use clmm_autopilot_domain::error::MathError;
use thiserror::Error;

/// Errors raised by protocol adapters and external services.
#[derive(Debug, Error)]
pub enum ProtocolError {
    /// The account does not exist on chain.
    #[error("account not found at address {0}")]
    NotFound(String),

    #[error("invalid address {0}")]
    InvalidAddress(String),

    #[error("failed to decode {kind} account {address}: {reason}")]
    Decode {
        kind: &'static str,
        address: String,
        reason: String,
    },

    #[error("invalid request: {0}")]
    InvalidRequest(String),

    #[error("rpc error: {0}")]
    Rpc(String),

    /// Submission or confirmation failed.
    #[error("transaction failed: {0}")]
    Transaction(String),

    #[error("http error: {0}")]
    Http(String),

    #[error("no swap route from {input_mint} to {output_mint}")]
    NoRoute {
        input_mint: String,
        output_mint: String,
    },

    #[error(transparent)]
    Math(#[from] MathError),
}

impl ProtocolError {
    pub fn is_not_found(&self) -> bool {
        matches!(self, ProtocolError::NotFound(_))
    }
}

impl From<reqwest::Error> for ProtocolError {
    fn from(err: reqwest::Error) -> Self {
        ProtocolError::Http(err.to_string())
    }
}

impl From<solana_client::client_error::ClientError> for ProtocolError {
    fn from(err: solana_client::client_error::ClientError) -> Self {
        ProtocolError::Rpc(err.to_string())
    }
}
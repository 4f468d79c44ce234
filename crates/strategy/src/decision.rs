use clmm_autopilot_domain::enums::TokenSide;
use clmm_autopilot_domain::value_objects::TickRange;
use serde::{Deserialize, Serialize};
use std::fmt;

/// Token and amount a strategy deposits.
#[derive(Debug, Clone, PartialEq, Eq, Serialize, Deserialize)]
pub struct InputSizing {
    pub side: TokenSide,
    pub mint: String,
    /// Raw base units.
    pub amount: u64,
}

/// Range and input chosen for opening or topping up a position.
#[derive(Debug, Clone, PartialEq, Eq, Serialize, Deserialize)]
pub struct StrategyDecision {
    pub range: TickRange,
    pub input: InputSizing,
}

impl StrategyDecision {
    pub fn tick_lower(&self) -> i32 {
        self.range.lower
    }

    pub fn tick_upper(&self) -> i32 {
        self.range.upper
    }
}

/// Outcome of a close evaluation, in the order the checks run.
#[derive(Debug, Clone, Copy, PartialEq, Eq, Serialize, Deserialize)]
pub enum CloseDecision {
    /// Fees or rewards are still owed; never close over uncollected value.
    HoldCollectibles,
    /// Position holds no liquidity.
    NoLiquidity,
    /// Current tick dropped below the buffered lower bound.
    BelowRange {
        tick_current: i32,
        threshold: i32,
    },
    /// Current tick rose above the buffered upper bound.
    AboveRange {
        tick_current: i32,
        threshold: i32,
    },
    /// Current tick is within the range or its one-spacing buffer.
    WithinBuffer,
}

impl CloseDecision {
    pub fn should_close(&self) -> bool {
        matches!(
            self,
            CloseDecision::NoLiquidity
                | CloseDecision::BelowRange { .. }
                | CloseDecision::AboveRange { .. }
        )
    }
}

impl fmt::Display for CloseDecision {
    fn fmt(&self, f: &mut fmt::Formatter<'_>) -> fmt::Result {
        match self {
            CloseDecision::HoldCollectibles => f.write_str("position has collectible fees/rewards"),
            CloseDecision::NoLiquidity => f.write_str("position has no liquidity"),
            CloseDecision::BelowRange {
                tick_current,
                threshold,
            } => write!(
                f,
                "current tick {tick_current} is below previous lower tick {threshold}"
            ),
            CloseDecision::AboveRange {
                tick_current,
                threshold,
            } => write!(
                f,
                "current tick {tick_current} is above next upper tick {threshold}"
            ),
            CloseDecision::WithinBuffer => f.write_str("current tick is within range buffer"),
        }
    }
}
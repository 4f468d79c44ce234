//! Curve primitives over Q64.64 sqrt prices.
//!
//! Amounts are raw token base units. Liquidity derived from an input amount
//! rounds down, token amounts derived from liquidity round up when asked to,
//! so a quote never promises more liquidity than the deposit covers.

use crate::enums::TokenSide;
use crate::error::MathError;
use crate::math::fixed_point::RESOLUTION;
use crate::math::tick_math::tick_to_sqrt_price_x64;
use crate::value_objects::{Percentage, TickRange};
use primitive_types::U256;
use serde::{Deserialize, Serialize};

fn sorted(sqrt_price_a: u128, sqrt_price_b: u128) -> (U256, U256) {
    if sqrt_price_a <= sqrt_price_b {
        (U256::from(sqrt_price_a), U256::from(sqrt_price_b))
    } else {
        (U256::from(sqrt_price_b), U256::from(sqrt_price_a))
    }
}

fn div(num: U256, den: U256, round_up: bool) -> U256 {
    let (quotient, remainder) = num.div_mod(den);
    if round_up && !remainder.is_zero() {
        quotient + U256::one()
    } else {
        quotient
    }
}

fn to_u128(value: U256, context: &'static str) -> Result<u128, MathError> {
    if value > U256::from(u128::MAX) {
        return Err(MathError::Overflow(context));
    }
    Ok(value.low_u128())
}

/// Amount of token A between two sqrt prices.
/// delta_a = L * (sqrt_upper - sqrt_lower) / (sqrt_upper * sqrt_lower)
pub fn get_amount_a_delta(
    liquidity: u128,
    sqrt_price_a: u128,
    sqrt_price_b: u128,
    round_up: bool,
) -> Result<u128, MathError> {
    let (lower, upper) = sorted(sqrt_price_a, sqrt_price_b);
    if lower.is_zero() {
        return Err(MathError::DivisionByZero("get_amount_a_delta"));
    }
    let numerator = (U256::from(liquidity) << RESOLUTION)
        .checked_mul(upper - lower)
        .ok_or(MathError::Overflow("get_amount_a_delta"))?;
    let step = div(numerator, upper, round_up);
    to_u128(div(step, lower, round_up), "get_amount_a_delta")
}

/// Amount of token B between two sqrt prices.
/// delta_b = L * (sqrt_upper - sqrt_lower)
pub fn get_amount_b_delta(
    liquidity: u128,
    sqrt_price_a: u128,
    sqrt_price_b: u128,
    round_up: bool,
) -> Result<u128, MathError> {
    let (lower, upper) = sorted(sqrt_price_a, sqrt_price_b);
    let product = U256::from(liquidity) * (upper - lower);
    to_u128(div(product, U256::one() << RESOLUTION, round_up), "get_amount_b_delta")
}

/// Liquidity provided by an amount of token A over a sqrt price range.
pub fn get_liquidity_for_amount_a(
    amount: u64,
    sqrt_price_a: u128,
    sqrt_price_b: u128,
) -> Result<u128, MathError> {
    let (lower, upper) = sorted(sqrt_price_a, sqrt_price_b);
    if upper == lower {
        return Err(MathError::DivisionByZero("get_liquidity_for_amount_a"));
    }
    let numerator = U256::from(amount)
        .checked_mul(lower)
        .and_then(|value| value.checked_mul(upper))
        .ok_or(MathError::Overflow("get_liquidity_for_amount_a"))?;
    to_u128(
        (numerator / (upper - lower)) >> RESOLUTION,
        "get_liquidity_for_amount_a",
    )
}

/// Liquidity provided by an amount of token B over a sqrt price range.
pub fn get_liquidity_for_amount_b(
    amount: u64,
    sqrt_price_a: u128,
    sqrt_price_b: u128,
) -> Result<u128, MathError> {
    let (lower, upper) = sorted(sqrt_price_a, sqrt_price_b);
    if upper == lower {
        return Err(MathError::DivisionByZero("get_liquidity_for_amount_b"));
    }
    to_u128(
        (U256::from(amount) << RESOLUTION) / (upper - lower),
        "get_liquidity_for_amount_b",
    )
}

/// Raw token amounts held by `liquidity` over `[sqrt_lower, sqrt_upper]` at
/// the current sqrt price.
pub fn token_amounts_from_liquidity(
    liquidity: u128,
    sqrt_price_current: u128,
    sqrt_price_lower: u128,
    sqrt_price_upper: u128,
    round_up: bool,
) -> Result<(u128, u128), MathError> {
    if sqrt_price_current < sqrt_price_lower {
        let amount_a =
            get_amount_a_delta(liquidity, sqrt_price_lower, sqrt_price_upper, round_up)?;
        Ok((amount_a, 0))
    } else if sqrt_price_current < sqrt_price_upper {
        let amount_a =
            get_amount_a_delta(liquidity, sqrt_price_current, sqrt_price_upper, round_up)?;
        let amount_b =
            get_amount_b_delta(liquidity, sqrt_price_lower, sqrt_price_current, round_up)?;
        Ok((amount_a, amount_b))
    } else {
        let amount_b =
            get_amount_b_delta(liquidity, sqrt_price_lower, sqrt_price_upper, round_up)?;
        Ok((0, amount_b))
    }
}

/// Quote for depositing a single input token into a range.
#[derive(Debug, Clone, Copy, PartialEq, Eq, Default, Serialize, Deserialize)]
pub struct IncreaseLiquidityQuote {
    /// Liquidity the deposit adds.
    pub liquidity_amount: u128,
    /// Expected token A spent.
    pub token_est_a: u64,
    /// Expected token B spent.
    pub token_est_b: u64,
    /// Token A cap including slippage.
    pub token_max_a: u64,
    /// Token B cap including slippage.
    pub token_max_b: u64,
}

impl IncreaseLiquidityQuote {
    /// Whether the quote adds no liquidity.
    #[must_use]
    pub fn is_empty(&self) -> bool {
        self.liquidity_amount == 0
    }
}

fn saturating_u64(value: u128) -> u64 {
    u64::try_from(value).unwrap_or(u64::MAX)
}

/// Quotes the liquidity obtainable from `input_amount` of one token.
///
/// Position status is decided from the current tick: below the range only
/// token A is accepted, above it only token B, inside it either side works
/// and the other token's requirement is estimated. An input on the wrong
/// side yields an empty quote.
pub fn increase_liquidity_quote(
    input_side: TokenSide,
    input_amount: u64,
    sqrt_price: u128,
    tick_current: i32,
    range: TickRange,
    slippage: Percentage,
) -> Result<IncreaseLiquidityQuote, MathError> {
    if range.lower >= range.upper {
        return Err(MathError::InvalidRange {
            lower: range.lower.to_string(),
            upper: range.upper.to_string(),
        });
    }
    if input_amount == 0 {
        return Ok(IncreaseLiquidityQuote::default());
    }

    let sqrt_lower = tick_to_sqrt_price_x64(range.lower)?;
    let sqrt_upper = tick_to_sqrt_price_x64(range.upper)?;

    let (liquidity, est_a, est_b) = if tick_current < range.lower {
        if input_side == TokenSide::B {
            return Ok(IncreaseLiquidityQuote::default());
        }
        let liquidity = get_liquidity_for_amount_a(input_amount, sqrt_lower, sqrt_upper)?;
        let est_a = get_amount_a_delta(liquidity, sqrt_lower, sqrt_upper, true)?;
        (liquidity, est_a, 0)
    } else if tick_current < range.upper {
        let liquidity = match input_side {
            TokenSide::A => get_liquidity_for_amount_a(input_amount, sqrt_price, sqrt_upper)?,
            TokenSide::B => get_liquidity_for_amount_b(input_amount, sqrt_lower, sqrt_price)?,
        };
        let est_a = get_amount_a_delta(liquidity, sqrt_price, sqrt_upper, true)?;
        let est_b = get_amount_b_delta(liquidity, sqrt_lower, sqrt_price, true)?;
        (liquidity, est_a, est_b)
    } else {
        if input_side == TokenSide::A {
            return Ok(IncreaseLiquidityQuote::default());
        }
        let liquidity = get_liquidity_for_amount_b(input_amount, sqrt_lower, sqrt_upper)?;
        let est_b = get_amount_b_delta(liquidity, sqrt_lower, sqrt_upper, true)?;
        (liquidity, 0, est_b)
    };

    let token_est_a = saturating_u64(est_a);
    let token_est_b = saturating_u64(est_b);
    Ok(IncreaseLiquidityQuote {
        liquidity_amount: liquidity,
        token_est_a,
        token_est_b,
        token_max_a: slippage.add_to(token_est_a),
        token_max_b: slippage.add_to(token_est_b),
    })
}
#####
In the records above, find each line with the word "BelowRange" and copy it.

### Response below
    BelowRange {
                | CloseDecision::BelowRange { .. }
            CloseDecision::BelowRange {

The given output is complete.